__Try it__:
Every line containing the string "StatusCode" is to be copied from the records.

[Stored data]

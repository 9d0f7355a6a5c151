//! Lasu Mart API library.
//!
//! The REST API and chat WebSocket as a library, so the binary, the CLI and
//! the integration tests all assemble the same router and migrations.
//!
//! # External services
//!
//! - `PostgreSQL` (canonical store, sessions, pgvector search)
//! - Identity provider over HTTP (accounts, ID tokens, claims)
//! - Asset host (Cloudinary or local disk)
//! - Embedding service (product search vectors)
//! - SMTP (optional; OTP and listing emails)

#![cfg_attr(not(test), forbid(unsafe_code))]

pub mod config;
pub mod db;
pub mod error;
pub mod middleware;
pub mod models;
pub mod routes;
pub mod services;
pub mod state;

use axum::extract::State;
use axum::http::StatusCode;
use axum::{Router, middleware::from_fn, routing::get};
use tower_http::trace::{DefaultOnResponse, OnResponse, TraceLayer};
use tracing::Span;

use crate::middleware::session::SessionKeyError;
use crate::middleware::{
    cors_layer, create_session_layer, request_id_middleware, security_headers_middleware,
};
use crate::state::AppState;

/// Embedded database migrations (`crates/api/migrations`).
pub static MIGRATOR: sqlx::migrate::Migrator = sqlx::migrate!();

/// Assemble the full application around `routes`.
///
/// Pass [`routes::rate_limited_routes`] when serving and [`routes::routes`]
/// in tests, where requests carry no peer address.
///
/// # Errors
///
/// Returns an error if the session secret cannot be used as a signing key.
pub fn build_router(state: AppState, routes: Router<AppState>) -> Result<Router, SessionKeyError> {
    let session_layer = create_session_layer(state.pool(), state.config())?;
    let cors = cors_layer(state.config());

    Ok(Router::new()
        .route("/health", get(health))
        .route("/health/ready", get(readiness))
        .merge(routes)
        .layer(session_layer)
        .layer(from_fn(security_headers_middleware))
        .layer(cors)
        // Inside the trace layer so the id lands on the request span
        .layer(from_fn(request_id_middleware))
        .layer(
            TraceLayer::new_for_http()
                .make_span_with(|request: &axum::http::Request<_>| {
                    tracing::info_span!(
                        "http_request",
                        method = %request.method(),
                        uri = %request.uri(),
                        request_id = tracing::field::Empty,
                        user_id = tracing::field::Empty,
                        status = tracing::field::Empty,
                        latency_ms = tracing::field::Empty,
                    )
                })
                .on_response(
                    |response: &axum::http::Response<_>,
                     latency: std::time::Duration,
                     span: &Span| {
                        span.record("status", response.status().as_u16());
                        span.record(
                            "latency_ms",
                            u64::try_from(latency.as_millis()).unwrap_or(u64::MAX),
                        );
                        DefaultOnResponse::default().on_response(response, latency, span);
                    },
                ),
        )
        .with_state(state)
        // Sentry layers (outermost for full request coverage)
        .layer(sentry_tower::NewSentryLayer::new_from_top())
        .layer(sentry_tower::SentryHttpLayer::new().enable_transaction()))
}

/// Liveness health check endpoint.
///
/// Returns "ok" if the server is running. Does not check dependencies.
async fn health() -> &'static str {
    "ok"
}

/// Readiness health check endpoint.
///
/// Returns 503 Service Unavailable if the database is not reachable.
async fn readiness(State(state): State<AppState>) -> StatusCode {
    match sqlx::query("SELECT 1").fetch_one(state.pool()).await {
        Ok(_) => StatusCode::OK,
        Err(_) => StatusCode::SERVICE_UNAVAILABLE,
    }
}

__Response for this exercise__:
use axum::http::StatusCode;
async fn readiness(State(state): State<AppState>) -> StatusCode {
        Ok(_) => StatusCode::OK,
        Err(_) => StatusCode::SERVICE_UNAVAILABLE,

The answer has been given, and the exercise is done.